A lone dissenting vote couldn't stop the first Grove City town center loan from being approved at the Nov. 16 city council meeting.

A lone dissenting vote couldn't stop the first Grove City town center loan from being approved at the Nov. 16 city council meeting.

Council member Greg Grinch voted against granting a $150,000 loan to MKOB Properties LLC. Voting for it were council members Ted Berry, Melissa Albright, Maria Klemack-McGraw and Steven Bennett.

Matt Yerkes, owner of the web software company Quicksquare Consulting, plans to use the money to remodel the Kenstar Pharmacy building, where he will move his company before the end of the year.

"I'm extremely excited about this because the whole reason for the (loan) was to attract economic development downtown," Berry said.

The loan program was established by a 3-2 vote of city council earlier this year.

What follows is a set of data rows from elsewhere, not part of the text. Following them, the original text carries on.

//! Concrete firewall backends.

pub mod route;

#[cfg(target_os = "linux")]
pub mod iptables;
#[cfg(target_os = "linux")]
pub mod nftables;

#[cfg(target_os = "macos")]
pub mod pf;

use std::sync::Arc;

use which::which;

use crate::backend::FirewallBackend;
use crate::error::Result;

/// Probes for backend capability in order: nftables, iptables, pf, falling
/// back to the plain-route backend. An explicit `override_backend` (the
/// `firewall.backend` config key) skips detection.
pub fn detect(override_backend: Option<&str>) -> Result<Arc<dyn FirewallBackend>> {
    if let Some(name) = override_backend {
        return build_named(name);
    }

    #[cfg(target_os = "linux")]
    {
        if which("nft").is_ok() {
            return Ok(Arc::new(nftables::NfTablesBackend::new()?));
        }
        if which("iptables").is_ok() {
            return Ok(Arc::new(iptables::IptablesBackend::new()?));
        }
    }
    #[cfg(target_os = "macos")]
    {
        if which("pfctl").is_ok() {
            return Ok(Arc::new(pf::PfBackend::new()?));
        }
    }

    Ok(Arc::new(route::RouteBackend::new()?))
}

fn build_named(name: &str) -> Result<Arc<dyn FirewallBackend>> {
    match name {
        "route" => Ok(Arc::new(route::RouteBackend::new()?)),
        #[cfg(target_os = "linux")]
        "nftables" => Ok(Arc::new(nftables::NfTablesBackend::new()?)),
        #[cfg(target_os = "linux")]
        "iptables" => Ok(Arc::new(iptables::IptablesBackend::new()?)),
        #[cfg(target_os = "macos")]
        "pf" => Ok(Arc::new(pf::PfBackend::new()?)),
        other => Err(crate::error::Error::InvalidInput(format!("unsupported firewall backend: {other}"))),
    }
}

Grinch and council member Albright voted against establishing the loan program, which is administered by the Community Capital Development Corp. at the cost of $45,000 this year.

Grinch said his vote against giving out the loan wasn't personal.

He said he believes the loan program might be illegal, an idea that city law director Stephen Smith disputed.

"I believe it's a possible violation of Sec. VI, Article VIII of the state constitution," Grinch said, "which prohibits (municipalities) from raising money or loaning its credit to any private company, corporation or association.

"I also believe that public funds should be used for public purposes, which are to promote the health, safety and welfare of our citizens, and I don't believe this does that," he said.

Other cities, including Columbus and Cleveland, have similar loan programs, Berry said.

Smith said the portion of the constitution Grinch cited doesn't apply.

"We believe it is legal, In fact, we even got a second opinion from the city bond counsel and we believe that the city does have the ability to use its income tax revenue in this manner," Smith said.

"We certainly wouldn't advise the city to do anything that we thought was questionable. I believe the city is complying with the law in every respect."

Even if it's not illegal, Grinch said he's opposed to it on principle.

"I believe this is money that belongs to the city and the city should not be a bank. Otherwise, they would call us Grove City Municipal bank," he said.

In addition, Grinch pointed out that the legislation establishing the loan program called for five- to 15-year loans. The loan approved last week was a 20-year loan.

"I feel like it's a really loose set-up," Grinch said.

Berry said that Quicksquare is exactly the type of company for which the loan program was designed.

"The average salary is about $50,000, so there's income tax there, and (Yerkes) is renovating an existing building, which is wonderful."